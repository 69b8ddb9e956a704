pub mod client;
pub mod traits;
pub mod types;

pub use client::HttpPropertyApi;
pub use traits::PropertyApi;
pub use types::{ListResponse, PropertyPage};

#[cfg(test)]
pub use traits::MockPropertyApi;
use crate::application::PropertyApplication;
use crate::models::{FilterCriteria, FormattedProperty};
use crate::repository::PropertyReader;
use crate::search::LOAD_FAILED_MESSAGE;
use crate::views::ViewState;
use tracing::error;

/// Properties shown on the landing page
pub const LISTING_PAGE_SIZE: u32 = 10;

pub const EMPTY_LISTING_MESSAGE: &str = "No properties found matching your criteria.";

/// Landing-page listing: first page of properties, loaded once
#[derive(Debug, Clone, PartialEq)]
pub struct ListingView {
    pub state: ViewState<Vec<FormattedProperty>>,
}

impl ListingView {
    pub async fn load<R: PropertyReader>(app: &PropertyApplication<R>) -> Self {
        let filters = FilterCriteria::default()
            .with_page(1)
            .with_page_size(LISTING_PAGE_SIZE);

        let state = match app.load_properties(&filters).await {
            Ok(properties) => ViewState::Ready(
                properties
                    .into_iter()
                    .take(LISTING_PAGE_SIZE as usize)
                    .map(|property| app.format_property_data(property))
                    .collect(),
            ),
            Err(e) => {
                error!("Error fetching properties: {}", e);
                ViewState::Failed(LOAD_FAILED_MESSAGE.to_string())
            }
        };

        Self { state }
    }

    pub fn properties(&self) -> &[FormattedProperty] {
        self.state.ready().map(Vec::as_slice).unwrap_or_default()
    }

    pub fn is_empty(&self) -> bool {
        matches!(&self.state, ViewState::Ready(properties) if properties.is_empty())
    }
}

#[cfg(test)]
mod tests {
    use super::*;
    use crate::errors::TransportError;
    use crate::models::Property;
    use crate::repository::MockPropertyReader;

    #[tokio::test]
    async fn loads_first_page_formatted() {
        let mut repo = MockPropertyReader::new();
        repo.expect_get_all()
            .withf(|query| query.page == Some(1) && query.page_size == Some(10))
            .returning(|_| Ok(vec![Property::new(1, "Beautiful Villa", 250000.0)]));

        let app = PropertyApplication::from_repository(repo);
        let view = ListingView::load(&app).await;

        assert_eq!(view.properties().len(), 1);
        assert_eq!(view.properties()[0].formatted_price, "$250,000");
        assert!(!view.is_empty());
    }

    #[tokio::test]
    async fn caps_oversized_responses_at_one_page() {
        let mut repo = MockPropertyReader::new();
        repo.expect_get_all().returning(|_| {
            Ok((1..=15)
                .map(|id| Property::new(id, format!("Listing {}", id), 100_000.0))
                .collect())
        });

        let app = PropertyApplication::from_repository(repo);
        let view = ListingView::load(&app).await;

        assert_eq!(view.properties().len(), 10);
        assert_eq!(view.properties()[9].property.name, "Listing 10");
    }

    #[tokio::test]
    async fn failure_shows_banner_and_no_cards() {
        let mut repo = MockPropertyReader::new();
        repo.expect_get_all().returning(|_| {
            Err(TransportError::Status {
                status: 500,
                body: String::new(),
            })
        });

        let app = PropertyApplication::from_repository(repo);
        let view = ListingView::load(&app).await;

        assert_eq!(view.state.error(), Some("Failed to load properties"));
        assert!(view.properties().is_empty());
        assert!(!view.is_empty());
    }
}
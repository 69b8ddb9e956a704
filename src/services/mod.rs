pub mod property;

pub use property::{
    format_address, format_price, generate_property_image, with_display_image, PropertyService,
};
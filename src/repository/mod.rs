use crate::api::PropertyApi;
use crate::errors::TransportResult;
use crate::models::{Property, PropertyId, PropertyQuery, SortField, SortOrder};
use async_trait::async_trait;
use tracing::error;

pub const DEFAULT_TOP_LIMIT: u32 = 5;

pub type RepositoryResult<T> = TransportResult<T>;

/// Read access to property records, with the API's response shapes already
/// flattened into plain lists.
#[cfg_attr(test, mockall::automock)]
#[async_trait]
pub trait PropertyReader: Send + Sync {
    async fn get_all(&self, query: &PropertyQuery) -> RepositoryResult<Vec<Property>>;
    async fn get_by_id(&self, id: &PropertyId) -> RepositoryResult<Property>;
    /// Most expensive properties first, at most `limit` of them
    async fn get_top_properties(&self, limit: u32) -> RepositoryResult<Vec<Property>>;
}

/// Repository backed by a [`PropertyApi`]
pub struct ApiPropertyRepository<A> {
    api: A,
}

impl<A: PropertyApi> ApiPropertyRepository<A> {
    pub fn new(api: A) -> Self {
        Self { api }
    }
}

#[async_trait]
impl<A: PropertyApi> PropertyReader for ApiPropertyRepository<A> {
    async fn get_all(&self, query: &PropertyQuery) -> RepositoryResult<Vec<Property>> {
        let response = self.api.list_properties(query).await.inspect_err(|e| {
            error!("Repository error fetching properties: {}", e);
        })?;
        Ok(response.into_properties())
    }

    async fn get_by_id(&self, id: &PropertyId) -> RepositoryResult<Property> {
        self.api.get_property(id).await.inspect_err(|e| {
            error!("Repository error fetching property {}: {}", id, e);
        })
    }

    async fn get_top_properties(&self, limit: u32) -> RepositoryResult<Vec<Property>> {
        let query = PropertyQuery {
            page_size: Some(limit),
            sort_by: Some(SortField::Price),
            sort_order: Some(SortOrder::Desc),
            ..Default::default()
        };

        // The server may ignore pageSize, so bound the result here as well.
        let mut properties = self.get_all(&query).await?;
        properties.truncate(limit as usize);
        Ok(properties)
    }
}
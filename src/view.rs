//! Projection of a [`GameState`] into what the page draws.
//!
//! Everything here is recomputed from the model on each render; the page never
//! reports state back.

use serde::{Deserialize, Serialize};

use crate::board::Cell;
use crate::game::{GameState, Status};

#[derive(Debug, Clone, Copy, PartialEq, Eq, Serialize, Deserialize)]
#[serde(rename_all = "lowercase")]
pub enum StatusCategory {
    Info,
    Win,
    Draw,
}

#[derive(Debug, Clone, PartialEq, Eq, Serialize, Deserialize)]
pub struct CellView {
    pub mark: Cell,
    pub disabled: bool,
    pub selected: bool,
    pub win: bool,
}

#[derive(Debug, Clone, PartialEq, Eq, Serialize, Deserialize)]
pub struct View {
    pub cells: Vec<CellView>,
    pub selected: usize,
    pub game_over: bool,
    pub winning_cells: Vec<usize>,
    pub message: String,
    pub category: StatusCategory,
}

impl View {
    pub fn of(game: &GameState) -> View {
        let game_over = game.is_over();
        let winning_cells = match game.status() {
            Status::Won { line, .. } => line.to_vec(),
            _ => Vec::new(),
        };
        let cells = game
            .board()
            .cells()
            .iter()
            .enumerate()
            .map(|(index, &mark)| CellView {
                mark,
                disabled: game_over || !mark.is_empty(),
                selected: !game_over && index == game.selection(),
                win: winning_cells.contains(&index),
            })
            .collect();
        let (message, category) = status_line(game);
        View {
            cells,
            selected: game.selection(),
            game_over,
            winning_cells,
            message,
            category,
        }
    }
}

fn status_line(game: &GameState) -> (String, StatusCategory) {
    match game.status() {
        Status::InProgress => (format!("Turn: {}", game.current_player()), StatusCategory::Info),
        Status::Won { player, .. } => (format!("🏆 {player} wins!"), StatusCategory::Win),
        Status::Draw => ("🤝 Draw!".to_string(), StatusCategory::Draw),
    }
}

#[cfg(test)]
mod tests {
    use super::*;

    fn play(moves: &[usize]) -> GameState {
        let mut game = GameState::new();
        for &index in moves {
            game.commit_move(index);
        }
        game
    }

    #[test]
    fn test_fresh_game_view() {
        let view = View::of(&GameState::new());
        assert_eq!(view.cells.len(), 9);
        assert_eq!(view.message, "Turn: X");
        assert_eq!(view.category, StatusCategory::Info);
        assert!(!view.game_over);
        assert!(view.winning_cells.is_empty());
        assert!(view.cells[0].selected);
        assert!(view.cells[1..].iter().all(|cell| !cell.selected && !cell.disabled));
    }

    #[test]
    fn test_occupied_cells_are_disabled() {
        let view = View::of(&play(&[4]));
        assert_eq!(view.message, "Turn: O");
        assert_eq!(view.cells[4].mark, Cell::X);
        assert!(view.cells[4].disabled);
        assert!(!view.cells[3].disabled);
    }

    #[test]
    fn test_won_view() {
        let view = View::of(&play(&[0, 1, 3, 4, 6]));
        assert!(view.game_over);
        assert_eq!(view.message, "🏆 X wins!");
        assert_eq!(view.category, StatusCategory::Win);
        assert_eq!(view.winning_cells, vec![0, 3, 6]);
        for (index, cell) in view.cells.iter().enumerate() {
            assert!(cell.disabled);
            assert!(!cell.selected);
            assert_eq!(cell.win, [0, 3, 6].contains(&index));
        }
    }

    #[test]
    fn test_draw_view() {
        let view = View::of(&play(&[0, 1, 2, 4, 3, 5, 7, 6, 8]));
        assert!(view.game_over);
        assert_eq!(view.message, "🤝 Draw!");
        assert_eq!(view.category, StatusCategory::Draw);
        assert!(view.winning_cells.is_empty());
        assert!(view.cells.iter().all(|cell| !cell.win));
    }

    #[test]
    fn test_view_serializes_category_lowercase() {
        let json = serde_json::to_value(View::of(&GameState::new())).unwrap();
        assert_eq!(json["category"], "info");
        assert_eq!(json["cells"][0]["mark"], "");
        assert_eq!(json["selected"], 0);
    }
}
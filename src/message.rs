//! JSON frames exchanged with the page over the websocket.

use futures_channel::mpsc::{TrySendError, UnboundedSender};
use serde::{Deserialize, Serialize};
use tokio_tungstenite::tungstenite::protocol::Message;
use tracing::{debug, warn};

use crate::board::CELL_COUNT;
use crate::error::ProtocolError;
use crate::input::{Focus, InputEvent, Key};
use crate::view::View;

#[derive(Debug, Clone, PartialEq, Eq, Serialize, Deserialize)]
#[serde(tag = "type", rename_all = "SCREAMING_SNAKE_CASE")]
pub enum ClientMessage {
    CellActivated {
        index: usize,
    },
    DirectionPressed {
        dx: i8,
        dy: i8,
        #[serde(default)]
        editing: bool,
    },
    ConfirmPressed {
        #[serde(default)]
        editing: bool,
    },
    /// Raw `KeyboardEvent.key`; unknown keys are dropped by [`ClientMessage::into_event`].
    KeyPressed {
        key: String,
        #[serde(default)]
        editing: bool,
    },
    ResetRequested,
}

impl ClientMessage {
    pub fn into_event(self) -> Option<(InputEvent, Focus)> {
        match self {
            ClientMessage::CellActivated { index } => {
                Some((InputEvent::CellActivated(index), Focus::Board))
            }
            ClientMessage::DirectionPressed { dx, dy, editing } => {
                Some((InputEvent::DirectionPressed { dx, dy }, focus_of(editing)))
            }
            ClientMessage::ConfirmPressed { editing } => {
                Some((InputEvent::ConfirmPressed, focus_of(editing)))
            }
            ClientMessage::KeyPressed { key, editing } => {
                Key::from_name(&key).map(|key| (key.event(), focus_of(editing)))
            }
            ClientMessage::ResetRequested => Some((InputEvent::ResetRequested, Focus::Board)),
        }
    }
}

fn focus_of(editing: bool) -> Focus {
    if editing {
        Focus::TextField
    } else {
        Focus::Board
    }
}

#[derive(Debug, Clone, PartialEq, Eq, Serialize, Deserialize)]
#[serde(tag = "type", rename_all = "SCREAMING_SNAKE_CASE")]
pub enum ServerMessage {
    /// Sent once per connection, before the first render.
    Hello { keys: Vec<Key> },
    Render { view: View },
    Error { text: String },
}

impl ServerMessage {
    pub fn hello() -> ServerMessage {
        ServerMessage::Hello { keys: Key::RECOGNIZED.to_vec() }
    }
}

pub fn parse_input(input_text: &str) -> Result<ClientMessage, ProtocolError> {
    let message: ClientMessage = serde_json::from_str(input_text)?;
    if let ClientMessage::CellActivated { index } = message {
        if index >= CELL_COUNT {
            return Err(ProtocolError::CellOutOfRange(index));
        }
    }
    Ok(message)
}

pub fn multi_message_send(sender: &UnboundedSender<Message>, messages: &[ServerMessage]) {
    for message in messages {
        message_send(sender, message);
    }
}

pub fn message_send(sender: &UnboundedSender<Message>, message: &ServerMessage) {
    match ws_message_of(message) {
        Ok(frame) => sender.unbounded_send(frame).unwrap_or_else(sent_fail_notify),
        Err(err) => warn!(error = %err, "could not encode server message"),
    }
}

fn ws_message_of(message: &ServerMessage) -> Result<Message, serde_json::Error> {
    let text = serde_json::to_string(message)?;
    debug!(%text, "outgoing frame");
    Ok(Message::Text(text))
}

fn sent_fail_notify(err: TrySendError<Message>) {
    debug!(disconnected = err.is_disconnected(), "could not send message, peer gone");
}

# [EXERCISE DIRECTIONS]
A verbatim transcription is required: the first line of the listing, the line containing "pub use traits::MockPropertyApi;", and every line between them.

# [EXERCISE SOLUTION]
repository 69b8ddb9e956a704
pub mod client;
pub mod traits;
pub mod types;

pub use client::HttpPropertyApi;
pub use traits::PropertyApi;
pub use types::{ListResponse, PropertyPage};

#[cfg(test)]
pub use traits::MockPropertyApi;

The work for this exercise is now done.